Healthcare in the United States has traditionally involved a dualistic system that devalues behavioral health problems while privileging physical disease. The rise of chronic disease (i.e., heart disease, COPD, diabetes, etc.) and the failure of the healthcare system to adequately address behavioral health problems has resulted in an increasing recognition of the importance of behavior in health, so much so that the medical field has been said to be in the midst of a paradigm shift from a dualistic biomedical model to an integrated bio-behavioral model. This paradigm shift is well aligned with behavior analysis pragmatic values, and presents behavior analysts with an unparalleled opportunity for effective action within the medical system, a community from which we have largely been excluded. A key to successfully incorporating behavior analysis into an increasingly integrated model of care involves the development of behavior analytic training programs that adopt an intra-professional practice model. This presentation will examine this paradigm shift in the context of Deweys pragmatism and present a training model for the next generation of behavior analysts that retains these pragmatic values while fostering the inclusion of behavior analysis in the intra-professional integration of the healthcare system.

Behavior Analysis Liberal Studies and Public Health
MARIA R. RUIZ (Rollins College), David Richard (Rollins College)

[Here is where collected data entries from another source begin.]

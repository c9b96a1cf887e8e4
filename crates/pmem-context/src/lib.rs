//! Builds a [`pmem_core::ProjectContext`] from the memory files and renders it
//! for prompt injection.

mod aggregator;
mod formatter;
mod source;

pub use aggregator::{ContextInputs, LoadedContext, context_warnings, load_context, load_context_cached};
pub use formatter::format_context_for_prompt;
pub use source::{ProjectSource, RawProjectFiles};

Abstract: Increasing demands for professional behavior analysts in certain area such autism, has resulted in the rapid expansion of masters programs that deliver instruction in a variety of ways ranging from the traditional classroom to web-based instruction and mobile learning. While growth in our training programs is inevitable, even desirable, our field would be well advised to examine carefully our end goals in training professionals at the master’s level who seek terminal degrees. If our goals center around the education of clinicians whose work will concentrate in narrow areas of practice such as autism, then a selective focus on foundations and applications of behavior analysis to these areas is appropriate. But, if on the other hand, our goals include expanding our field of influence in behavioral health, then we must consider broadening our students’ exposure. I will present a model that adopts Dewey’s pragmatic view of a liberal education and his insistence on cooperative work, in this case, by teaming with graduate programs in public health and health services administration, and introducing clinical science electives as a way of expanding our field of influence and broadening our areas of practice and visibility.